There was – and we did suspect this when we made contact – no chance of that happening. The best we could do was get an abusive statement from Ryanair which – to be honest - was more childish than informative.

Along with some other choice words, the airline slagged off our “ever-declining readership” and suggested we “make inventions about what ‘most people’ would agree, when you have no insight whatsoever into what ‘most people’ think”.

‘Fake results’: Ryanair responds after finishing last in passenger satisfaction surveyOpens in new window ]

We should point out that the airline has no insight into the readership Pricewatch has, or whether that number is going up or down – but that is neither here nor there, and we shall rise above such juvenile name-calling.

The only reason we are bringing the matter up is because the story prompted another reader to get in touch with quite a different tale about the way another airline handled a similar situation.

Mary starts by saying that – unlike Ryanair – she sympathises with Alison over her dealings with different security rules in various airports.

“I flew to Malaga with Aer Lingus a fortnight ago. Security in Dublin Airport has become quite streamlined and you’re now allowed bring through two litres of liquid. Confident that the same rules would apply at Malaga Airport (assuming international or EU rules would apply across the board) on the return journey, I confidently put a small medicine bottle as well as my water in my carry-on bag,” she writes.
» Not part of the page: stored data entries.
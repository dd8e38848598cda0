use std::io::{Read, Write};

use super::coord::*;
use crate::{
	ioext::*,
	VoxResult,
};

/// An axis aligned box on the voxel lattice.
/// `min` is inclusive and `max` is exclusive.
#[derive(Debug, Default, Clone, Copy, PartialEq, Eq, Hash)]
pub struct IntBox {
	pub min: IntVector,
	pub max: IntVector,
}

impl IntBox {
	/// A box that contains every representable position.
	pub const INFINITE: IntBox = IntBox {
		min: IntVector::splat(i32::MIN / 2),
		max: IntVector::splat(i32::MAX / 2),
	};

	/// Creates a box from two corners. The corners are sorted per axis.
	pub fn new<T: Into<IntVector>>(a: T, b: T) -> Self {
		let a: IntVector = a.into();
		let b: IntVector = b.into();
		Self {
			min: a.min(b),
			max: a.max(b),
		}
	}

	/// A box containing exactly one voxel.
	pub fn from_point<T: Into<IntVector>>(point: T) -> Self {
		let point: IntVector = point.into();
		Self {
			min: point,
			max: point + 1,
		}
	}

	/// A cube with its minimum corner at `min`.
	pub fn cube(min: IntVector, size: i32) -> Self {
		Self {
			min,
			max: min + size,
		}
	}

	pub fn size(&self) -> IntVector {
		self.max - self.min
	}

	/// The number of voxels within the box.
	pub fn count(&self) -> u64 {
		if self.is_empty() {
			return 0;
		}
		let size = self.size();
		size.x as u64 * size.y as u64 * size.z as u64
	}

	pub fn is_empty(&self) -> bool {
		self.min.x >= self.max.x
		|| self.min.y >= self.max.y
		|| self.min.z >= self.max.z
	}

	pub fn contains<T: Into<IntVector>>(&self, point: T) -> bool {
		let p: IntVector = point.into();
		self.min.x <= p.x && p.x < self.max.x
		&& self.min.y <= p.y && p.y < self.max.y
		&& self.min.z <= p.z && p.z < self.max.z
	}

	/// Tests if `other` lies entirely within this box.
	pub fn contains_box(&self, other: &IntBox) -> bool {
		self.min.x <= other.min.x && other.max.x <= self.max.x
		&& self.min.y <= other.min.y && other.max.y <= self.max.y
		&& self.min.z <= other.min.z && other.max.z <= self.max.z
	}

	pub fn intersects(&self, other: &IntBox) -> bool {
		self.min.x < other.max.x && other.min.x < self.max.x
		&& self.min.y < other.max.y && other.min.y < self.max.y
		&& self.min.z < other.max.z && other.min.z < self.max.z
	}

	/// The shared region of two boxes, if there is one.
	pub fn overlap(&self, other: &IntBox) -> Option<IntBox> {
		let result = IntBox {
			min: self.min.max(other.min),
			max: self.max.min(other.max),
		};
		if result.is_empty() {
			None
		} else {
			Some(result)
		}
	}

	/// The part of this box outside `other`, as at most 6 disjoint boxes.
	pub fn subtract(&self, other: &IntBox) -> Vec<IntBox> {
		let Some(inner) = self.overlap(other) else {
			return if self.is_empty() { Vec::new() } else { vec![*self] };
		};
		let mut pieces = Vec::with_capacity(6);
		let mut rest = *self;
		// Slabs are peeled off along z, then y, then x.
		if rest.min.z < inner.min.z {
			pieces.push(IntBox { min: rest.min, max: IntVector::new(rest.max.x, rest.max.y, inner.min.z) });
			rest.min.z = inner.min.z;
		}
		if inner.max.z < rest.max.z {
			pieces.push(IntBox { min: IntVector::new(rest.min.x, rest.min.y, inner.max.z), max: rest.max });
			rest.max.z = inner.max.z;
		}
		if rest.min.y < inner.min.y {
			pieces.push(IntBox { min: rest.min, max: IntVector::new(rest.max.x, inner.min.y, rest.max.z) });
			rest.min.y = inner.min.y;
		}
		if inner.max.y < rest.max.y {
			pieces.push(IntBox { min: IntVector::new(rest.min.x, inner.max.y, rest.min.z), max: rest.max });
			rest.max.y = inner.max.y;
		}
		if rest.min.x < inner.min.x {
			pieces.push(IntBox { min: rest.min, max: IntVector::new(inner.min.x, rest.max.y, rest.max.z) });
		}
		if inner.max.x < rest.max.x {
			pieces.push(IntBox { min: IntVector::new(inner.max.x, rest.min.y, rest.min.z), max: rest.max });
		}
		pieces
	}

	/// Grows the box by `amount` on every side.
	pub fn extend(&self, amount: i32) -> IntBox {
		IntBox {
			min: self.min - amount,
			max: self.max + amount,
		}
	}

	/// The 8 inclusive corners of the box.
	pub fn corners(&self) -> [IntVector; 8] {
		let lo = self.min;
		let hi = self.max - 1;
		[
			IntVector::new(lo.x, lo.y, lo.z),
			IntVector::new(hi.x, lo.y, lo.z),
			IntVector::new(lo.x, hi.y, lo.z),
			IntVector::new(hi.x, hi.y, lo.z),
			IntVector::new(lo.x, lo.y, hi.z),
			IntVector::new(hi.x, lo.y, hi.z),
			IntVector::new(lo.x, hi.y, hi.z),
			IntVector::new(hi.x, hi.y, hi.z),
		]
	}

	/// Iterates every position in the box, x varying fastest.
	pub fn iter(&self) -> impl Iterator<Item = IntVector> {
		let bounds = *self;
		let empty = bounds.is_empty();
		(bounds.min.z..bounds.max.z)
			.filter(move |_| !empty)
			.flat_map(move |z| {
				(bounds.min.y..bounds.max.y).flat_map(move |y| {
					(bounds.min.x..bounds.max.x).map(move |x| IntVector::new(x, y, z))
				})
			})
	}
}

impl<T: Into<IntVector>> From<(T, T)> for IntBox {
	fn from(value: (T, T)) -> Self {
		Self::new(value.0, value.1)
	}
}

impl Readable for IntBox {
	fn read_from<R: Read>(reader: &mut R) -> VoxResult<Self> {
		Ok(Self {
			min: reader.read_value()?,
			max: reader.read_value()?,
		})
	}
}

impl Writable for IntBox {
	fn write_to<W: Write>(&self, writer: &mut W) -> VoxResult<usize> {
		Ok(writer.write_value(self.min)? + writer.write_value(self.max)?)
	}
}

#[cfg(test)]
mod tests {
	use super::*;

	#[test]
	fn overlap_and_contains() {
		let a = IntBox::new((0, 0, 0), (16, 16, 16));
		let b = IntBox::new((8, -4, 15), (20, 4, 30));
		assert!(a.intersects(&b));
		assert_eq!(a.overlap(&b), Some(IntBox::new((8, 0, 15), (16, 4, 16))));
		assert!(a.contains((15, 15, 15)));
		assert!(!a.contains((16, 0, 0)));
		let touching = IntBox::new((16, 0, 0), (32, 16, 16));
		assert!(!a.intersects(&touching));
		assert_eq!(a.overlap(&touching), None);
		assert!(IntBox::INFINITE.contains_box(&a));
	}

	#[test]
	fn subtract_covers_the_rest() {
		let outer = IntBox::new((0, 0, 0), (4, 4, 4));
		let inner = IntBox::new((1, 1, 1), (3, 3, 3));
		let pieces = outer.subtract(&inner);
		assert_eq!(pieces.len(), 6);
		assert_eq!(pieces.iter().map(IntBox::count).sum::<u64>(), 64 - 8);
		for (i, piece) in pieces.iter().enumerate() {
			assert!(outer.contains_box(piece));
			assert!(!piece.intersects(&inner));
			assert!(pieces[i + 1..].iter().all(|other| !other.intersects(piece)));
		}
		assert!(outer.subtract(&IntBox::INFINITE).is_empty());
		assert_eq!(outer.subtract(&IntBox::new((10, 10, 10), (11, 11, 11))), vec![outer]);
	}

	#[test]
	fn iteration_order() {
		let b = IntBox::new((0, 0, 0), (2, 2, 2));
		let points = b.iter().collect::<Vec<_>>();
		assert_eq!(points.len() as u64, b.count());
		assert_eq!(points[0], IntVector::new(0, 0, 0));
		assert_eq!(points[1], IntVector::new(1, 0, 0));
		assert_eq!(points[2], IntVector::new(0, 1, 0));
		assert_eq!(points[4], IntVector::new(0, 0, 1));
		assert_eq!(IntBox::new((0, 0, 0), (0, 5, 5)).iter().count(), 0);
	}
}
However, she then found out that only 100ml was allowed through in Malaga “as in times of yore – and that all containers of liquids were to be binned also. I drank the water, but the medicine was a homely remedy I’d found very useful for digestion, particularly when travelling, and I was loath to give it up. I had recently come upon it in Edinburgh and it would have meant going online to order a replacement.”

She says it was her good fortune to have arrived at the airport early, “so there was time to return to check-in, where the lovely Spanish Aer Lingus guy agreed to put my carry-on bag through (it was too late to get my main bag back) at no extra charge. I had a fold-up shopping bag, so I moved a few things for the flight into it and sent my backpack through.

“He told me that this happens a lot. I can tell you I was so pleased to be flying Aer Lingus with their charming and helpful staff and that my experience was so different from Alison’s, which I read about the following Monday.”